## TRY IT
The entries below are to be written out again without alteration.

(Saved entries)
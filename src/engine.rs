// src/engine.rs
use crate::config::EngineConfig;
use crate::error::BinderyError;
use crate::page::Page;
use bindery_binding::Renderer;
use bindery_jpath::{Context, EvaluationContext};
use bindery_template_core::{Template, TemplateCache};
use bindery_traits::{CollectionProvider, SnapshotProvider};
use bindery_types::{BindingDescriptor, ComponentNode};
use serde_json::Value;
use std::sync::Arc;

/// Owns a provider, a template cache and the settings shared by every call.
///
/// Each top-level call is one render pass: with `snapshotProvider` enabled,
/// all table reads inside that call see a single memoized view.
#[derive(Debug)]
pub struct Engine {
    config: EngineConfig,
    provider: Arc<dyn CollectionProvider>,
    cache: TemplateCache,
}

impl Engine {
    pub fn new(provider: Arc<dyn CollectionProvider>) -> Self {
        Self::with_config(provider, EngineConfig::default())
    }

    pub fn with_config(provider: Arc<dyn CollectionProvider>, config: EngineConfig) -> Self {
        log::debug!(
            "Engine over '{}' (locale {}, cache {}, max items {})",
            provider.name(),
            config.locale,
            config.template_cache_capacity,
            config.max_repeater_items
        );
        Self {
            cache: TemplateCache::new(config.template_cache_capacity),
            config,
            provider,
        }
    }

    /// Builds an engine over a page's tables.
    pub fn for_page(page: &Page, config: EngineConfig) -> Result<Self, BinderyError> {
        config.validate()?;
        Ok(Self::with_config(Arc::new(page.provider()?), config))
    }

    pub fn config(&self) -> &EngineConfig {
        &self.config
    }

    pub fn provider(&self) -> &dyn CollectionProvider {
        self.provider.as_ref()
    }

    pub fn cache(&self) -> &TemplateCache {
        &self.cache
    }

    /// Runs `f` against the provider for one render pass.
    fn with_pass_provider<R>(&self, f: impl FnOnce(&dyn CollectionProvider) -> R) -> R {
        if self.config.snapshot_provider {
            f(&SnapshotProvider::new(self.provider.as_ref()))
        } else {
            f(self.provider.as_ref())
        }
    }

    fn with_renderer<R>(&self, f: impl FnOnce(&Renderer<'_>) -> R) -> R {
        self.with_pass_provider(|provider| {
            let renderer = Renderer::new(provider)
                .with_cache(&self.cache)
                .with_options(self.config.render_options());
            f(&renderer)
        })
    }

    /// Parses a template through the engine's cache.
    pub fn parse_template(&self, source: &str) -> Arc<Template> {
        self.cache.get_or_parse(source)
    }

    pub fn resolve_binding(&self, descriptor: &BindingDescriptor, context: &Context) -> Value {
        self.with_renderer(|r| r.resolve_binding(descriptor, context))
    }

    pub fn render_template_string(&self, source: &str, context: &Context) -> String {
        self.with_renderer(|r| r.render_template_string(source, context))
    }

    pub fn instantiate_for_row(
        &self,
        template: &ComponentNode,
        item: Value,
        index: usize,
        context: &Context,
    ) -> ComponentNode {
        self.with_renderer(|r| r.instantiate_for_row(template, item, index, context))
    }

    pub fn evaluate_formula(&self, formula: &str, context: &Context) -> Value {
        self.with_pass_provider(|provider| {
            bindery_formula::evaluate_formula(formula, &EvaluationContext::new(context, provider))
        })
    }

    pub fn render_component(&self, node: &ComponentNode, context: &Context) -> ComponentNode {
        self.with_renderer(|r| r.render_component(node, context))
    }

    /// Renders every root component of a page in one pass.
    pub fn render_components(
        &self,
        components: &[ComponentNode],
        context: &Context,
    ) -> Vec<ComponentNode> {
        self.with_renderer(|r| {
            components
                .iter()
                .map(|node| r.render_component(node, context))
                .collect()
        })
    }

    /// Renders a page document against its own state and user.
    pub fn render_page(&self, page: &Page) -> Result<Vec<ComponentNode>, BinderyError> {
        let context = page.context()?;
        Ok(self.render_components(&page.components, &context))
    }
}
pub mod collection;
pub mod snapshot;

pub use collection::{
    CollectionProvider, EmptyCollectionProvider, InMemoryCollectionProvider, ProviderError,
    SharedRows,
};
pub use snapshot::SnapshotProvider;
use thiserror::Error;

/// Errors raised while loading authored model data (component trees,
/// binding descriptors) from JSON. These indicate a malformed document,
/// never a missing value at render time.
#[derive(Error, Debug)]
pub enum ModelError {
    #[error("JSON parsing error: {0}")]
    Json(#[from] serde_json::Error),

    #[error("Invalid binding descriptor: {0}")]
    InvalidDescriptor(String),

    #[error("Invalid component '{id}': {message}")]
    InvalidComponent { id: String, message: String },
}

## EXERCISE ANSWER
filename src/engine.rs
// src/engine.rs
use crate::config::EngineConfig;
use crate::error::BinderyError;
use crate::page::Page;
use bindery_binding::Renderer;
use bindery_jpath::{Context, EvaluationContext};
use bindery_template_core::{Template, TemplateCache};
use bindery_traits::{CollectionProvider, SnapshotProvider};
use bindery_types::{BindingDescriptor, ComponentNode};
use serde_json::Value;
use std::sync::Arc;

/// Owns a provider, a template cache and the settings shared by every call.
///
/// Each top-level call is one render pass: with `snapshotProvider` enabled,
/// all table reads inside that call see a single memoized view.
#[derive(Debug)]
pub struct Engine {
    config: EngineConfig,
    provider: Arc<dyn CollectionProvider>,
    cache: TemplateCache,
}

impl Engine {
    pub fn new(provider: Arc<dyn CollectionProvider>) -> Self {
        Self::with_config(provider, EngineConfig::default())
    }

    pub fn with_config(provider: Arc<dyn CollectionProvider>, config: EngineConfig) -> Self {
        log::debug!(
            "Engine over '{}' (locale {}, cache {}, max items {})",
            provider.name(),
            config.locale,
            config.template_cache_capacity,
            config.max_repeater_items
        );
        Self {
            cache: TemplateCache::new(config.template_cache_capacity),
            config,
            provider,
        }
    }

    /// Builds an engine over a page's tables.
    pub fn for_page(page: &Page, config: EngineConfig) -> Result<Self, BinderyError> {
        config.validate()?;
        Ok(Self::with_config(Arc::new(page.provider()?), config))
    }

    pub fn config(&self) -> &EngineConfig {
        &self.config
    }

    pub fn provider(&self) -> &dyn CollectionProvider {
        self.provider.as_ref()
    }

    pub fn cache(&self) -> &TemplateCache {
        &self.cache
    }

    /// Runs `f` against the provider for one render pass.
    fn with_pass_provider<R>(&self, f: impl FnOnce(&dyn CollectionProvider) -> R) -> R {
        if self.config.snapshot_provider {
            f(&SnapshotProvider::new(self.provider.as_ref()))
        } else {
            f(self.provider.as_ref())
        }
    }

    fn with_renderer<R>(&self, f: impl FnOnce(&Renderer<'_>) -> R) -> R {
        self.with_pass_provider(|provider| {
            let renderer = Renderer::new(provider)
                .with_cache(&self.cache)
                .with_options(self.config.render_options());
            f(&renderer)
        })
    }

    /// Parses a template through the engine's cache.
    pub fn parse_template(&self, source: &str) -> Arc<Template> {
        self.cache.get_or_parse(source)
    }

    pub fn resolve_binding(&self, descriptor: &BindingDescriptor, context: &Context) -> Value {
        self.with_renderer(|r| r.resolve_binding(descriptor, context))
    }

    pub fn render_template_string(&self, source: &str, context: &Context) -> String {
        self.with_renderer(|r| r.render_template_string(source, context))
    }

    pub fn instantiate_for_row(
        &self,
        template: &ComponentNode,
        item: Value,
        index: usize,
        context: &Context,
    ) -> ComponentNode {
        self.with_renderer(|r| r.instantiate_for_row(template, item, index, context))
    }

    pub fn evaluate_formula(&self, formula: &str, context: &Context) -> Value {
        self.with_pass_provider(|provider| {
            bindery_formula::evaluate_formula(formula, &EvaluationContext::new(context, provider))
        })
    }

    pub fn render_component(&self, node: &ComponentNode, context: &Context) -> ComponentNode {
        self.with_renderer(|r| r.render_component(node, context))
    }

    /// Renders every root component of a page in one pass.
    pub fn render_components(
        &self,
        components: &[ComponentNode],
        context: &Context,
    ) -> Vec<ComponentNode> {
        self.with_renderer(|r| {
            components
                .iter()
                .map(|node| r.render_component(node, context))
                .collect()
        })
    }

    /// Renders a page document against its own state and user.
    pub fn render_page(&self, page: &Page) -> Result<Vec<ComponentNode>, BinderyError> {
        let context = page.context()?;
        Ok(self.render_components(&page.components, &context))
    }
}
pub mod collection;
pub mod snapshot;

pub use collection::{
    CollectionProvider, EmptyCollectionProvider, InMemoryCollectionProvider, ProviderError,
    SharedRows,
};
pub use snapshot::SnapshotProvider;
use thiserror::Error;

/// Errors raised while loading authored model data (component trees,
/// binding descriptors) from JSON. These indicate a malformed document,
/// never a missing value at render time.
#[derive(Error, Debug)]
pub enum ModelError {
    #[error("JSON parsing error: {0}")]
    Json(#[from] serde_json::Error),

    #[error("Invalid binding descriptor: {0}")]
    InvalidDescriptor(String),

    #[error("Invalid component '{id}': {message}")]
    InvalidComponent { id: String, message: String },
}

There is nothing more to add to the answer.